Tribune Publishing, owner of more than a half dozen newspapers, including The Sun, is starting the new year offering company-wide buyouts, president and CEO Tim Knight announced in an email to employees.
Workers with eight years of service or more are eligible for the buyout package, and Knight wrote that those employees will be notified by the human relations department this afternoon.
Today’s announcement comes two months after Alden Global Capital, a New York-based hedge fund once dubbed a “destroyer of newspapers,” bought a 32 percent stake in Tribune Publishing. As part of the acquisition, Alden received two seats on Tribune’s board and is eligible to up its stake in the company beyond 33 percent after June.
Despite strong growth in digital subscriptions, Knight said the company’s bottom line still relies on print subscriptions and distribution, areas that are expected to decline in future years. There are no plans to discontinue those services, he wrote.
“While it is our desire to retain all of our talented employees, we must confront and plan for the significant financial hurdles ahead.”
On Twitter, the Baltimore Sun News Guild, a union representing the local daily’s newsroom, seized on a quote from Knight that the company is “in a better position now than at any time” since it was separated from Tribune Co., operator of multiple TV stations, in 2014.
They called for further investments in newsrooms and said today’s notice was in line with Alden’s goal of “boost[ing] profits by cutting costs.”

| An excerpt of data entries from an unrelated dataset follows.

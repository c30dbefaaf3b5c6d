//! Shared utilities for integration testing.

use std::future::Future;
use std::net::SocketAddr;
use std::sync::Arc;
use std::time::Duration;
use tokio::io::{AsyncReadExt, AsyncWriteExt};
use tokio::net::{TcpListener, TcpStream};
use tokio::sync::mpsc;

use api_gateway_emulator::config::EmulatorConfig;
use api_gateway_emulator::http::HttpServer;
use api_gateway_emulator::lifecycle::Shutdown;

/// A request as seen by the mock backend.
#[derive(Debug, Clone)]
pub struct Captured {
    pub request_line: String,
    pub headers: Vec<(String, String)>,
    pub body: String,
}

impl Captured {
    pub fn header(&self, name: &str) -> Option<&str> {
        self.headers
            .iter()
            .find(|(k, _)| k.eq_ignore_ascii_case(name))
            .map(|(_, v)| v.as_str())
    }
}

/// Read one HTTP/1.1 request (headers plus Content-Length body).
async fn read_request(socket: &mut TcpStream) -> Option<Captured> {
    let mut buf = Vec::new();
    let mut chunk = [0u8; 4096];
    let header_end = loop {
        let n = socket.read(&mut chunk).await.ok()?;
        if n == 0 {
            return None;
        }
        buf.extend_from_slice(&chunk[..n]);
        if let Some(pos) = buf.windows(4).position(|w| w == b"\r\n\r\n") {
            break pos + 4;
        }
    };

    let head = String::from_utf8_lossy(&buf[..header_end]).to_string();
    let mut lines = head.split("\r\n");
    let request_line = lines.next()?.to_string();
    let headers: Vec<(String, String)> = lines
        .filter_map(|l| l.split_once(':'))
        .map(|(k, v)| (k.trim().to_string(), v.trim().to_string()))
        .collect();

    let content_length = headers
        .iter()
        .find(|(k, _)| k.eq_ignore_ascii_case("content-length"))
        .and_then(|(_, v)| v.parse::<usize>().ok())
        .unwrap_or(0);

    while buf.len() < header_end + content_length {
        let n = socket.read(&mut chunk).await.ok()?;
        if n == 0 {
            break;
        }
        buf.extend_from_slice(&chunk[..n]);
    }

    let body = String::from_utf8_lossy(&buf[header_end..]).to_string();
    Some(Captured {
        request_line,
        headers,
        body,
    })
}

/// Start a programmable mock backend with async support.
///
/// Every request received is reported on the returned channel.
pub async fn start_programmable_backend<F, Fut>(addr: SocketAddr, f: F) -> mpsc::UnboundedReceiver<Captured>
where
    F: Fn(Captured) -> Fut + Send + Sync + 'static,
    Fut: Future<Output = (u16, String)> + Send + 'static,
{
    let listener = TcpListener::bind(addr).await.unwrap();
    let f = Arc::new(f);
    let (tx, rx) = mpsc::unbounded_channel();

    tokio::spawn(async move {
        while let Ok((mut socket, _)) = listener.accept().await {
            let f = f.clone();
            let tx = tx.clone();
            tokio::spawn(async move {
                let Some(captured) = read_request(&mut socket).await else {
                    return;
                };
                let _ = tx.send(captured.clone());
                let (status, body) = f(captured).await;

                let response_str = format!(
                    "HTTP/1.1 {} Mock\r\nContent-Type: application/json\r\nContent-Length: {}\r\nConnection: close\r\n\r\n{}",
                    status,
                    body.len(),
                    body
                );
                let _ = socket.write_all(response_str.as_bytes()).await;
                let _ = socket.shutdown().await;
            });
        }
    });

    rx
}

/// Start a backend that always answers with the same status and body.
#[allow(dead_code)]
pub async fn start_mock_backend(addr: SocketAddr, status: u16, body: &'static str) -> mpsc::UnboundedReceiver<Captured> {
    start_programmable_backend(addr, move |_| async move { (status, body.to_string()) }).await
}

/// Run the emulator in the background in front of `backend_addr`.
pub async fn start_emulator(emulator_addr: SocketAddr, backend_addr: SocketAddr) -> Shutdown {
    let mut config = EmulatorConfig::default();
    config.listener.bind_address = emulator_addr.to_string();
    config.backend.address = backend_addr.to_string();
    config.backend.timeout_secs = 2;

    let shutdown = Shutdown::new();
    let server = HttpServer::new(config);
    let listener = TcpListener::bind(emulator_addr).await.unwrap();
    let server_shutdown = shutdown.subscribe();

    tokio::spawn(async move {
        let _ = server.run(listener, server_shutdown).await;
    });

    tokio::time::sleep(Duration::from_millis(200)).await;
    shutdown
}
//! Metrics collection and exposition.
//!
//! # Metrics
//! - `emulator_requests_total` (counter): requests by method, status
//! - `emulator_request_duration_seconds` (histogram): latency distribution
//! - `emulator_rejections_total` (counter): normalization failures by kind
//! - `emulator_backend_errors_total` (counter): backend failures by upstream status
//!
//! Recording is a no-op until `init_metrics` installs the exporter.

use metrics::{counter, histogram};
use metrics_exporter_prometheus::PrometheusBuilder;
use std::net::SocketAddr;
use std::time::Instant;

/// Start the Prometheus scrape endpoint.
pub fn init_metrics(addr: SocketAddr) {
    match PrometheusBuilder::new().with_http_listener(addr).install() {
        Ok(()) => tracing::info!(address = %addr, "Metrics exporter listening"),
        Err(e) => tracing::error!(address = %addr, error = %e, "Failed to install metrics exporter"),
    }
}

pub fn record_request(method: &str, status: u16, start: Instant) {
    let labels = [
        ("method", method.to_string()),
        ("status", status.to_string()),
    ];
    counter!("emulator_requests_total", &labels).increment(1);
    histogram!("emulator_request_duration_seconds", &labels).record(start.elapsed().as_secs_f64());
}

pub fn record_rejection(kind: &'static str) {
    counter!("emulator_rejections_total", "kind" => kind).increment(1);
}

pub fn record_backend_error(upstream_status: u16) {
    counter!("emulator_backend_errors_total", "upstream_status" => upstream_status.to_string()).increment(1);
}
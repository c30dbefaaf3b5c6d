//! Lifecycle management subsystem.
//!
//! # Data Flow
//! ```text
//! Signals (signals.rs):
//!     SIGINT/SIGTERM → Shutdown::trigger
//!
//! Shutdown (shutdown.rs):
//!     trigger → subscribers (HTTP server) stop accepting → drain → exit
//! ```

pub mod shutdown;
pub mod signals;

pub use shutdown::Shutdown;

— Baltimore Sun Guild ☀️ (@baltsunguild) January 13, 2020
Journalists across Tribune have been wary of Alden from the start. In December, a group of 400, including dozens under the Baltimore Sun Media Group umbrella, petitioned the board of directors to hire more reporters, be open to selling newspapers to local ownership, negotiate fairly with unions and support the publication of an annual report on the sustainability of newsgathering.
“To follow Alden’s path would not only undermine employee morale and foment labor conflict but would violate your fiduciary responsibility to shareholders and your duty to maximize the company’s value, to both its customers and to its shareholders, over the long term,” the petition said, in part.
According to a report in the Baltimore Business Journal earlier this month, Baltimore Sun journalists have been pitching local investors, a group that includes the Abell Foundation, the Goldseker Foundation and developer David Cordish, on putting an offer in on the city’s major daily.
“We’re concerned about what could happen under Alden,” Scott Dance, unit chair for the Washington-Baltimore Newspaper Guild, told the BBJ. “Even without Alden, we’ve been hoping to get out from under Tribune for a long time and see someone invest in the paper.”
This also marks the second time since 2018 that Tribune has offered buyouts to workers. In that previous round, workers with a decade of experience or more were given a severance package to leave their jobs.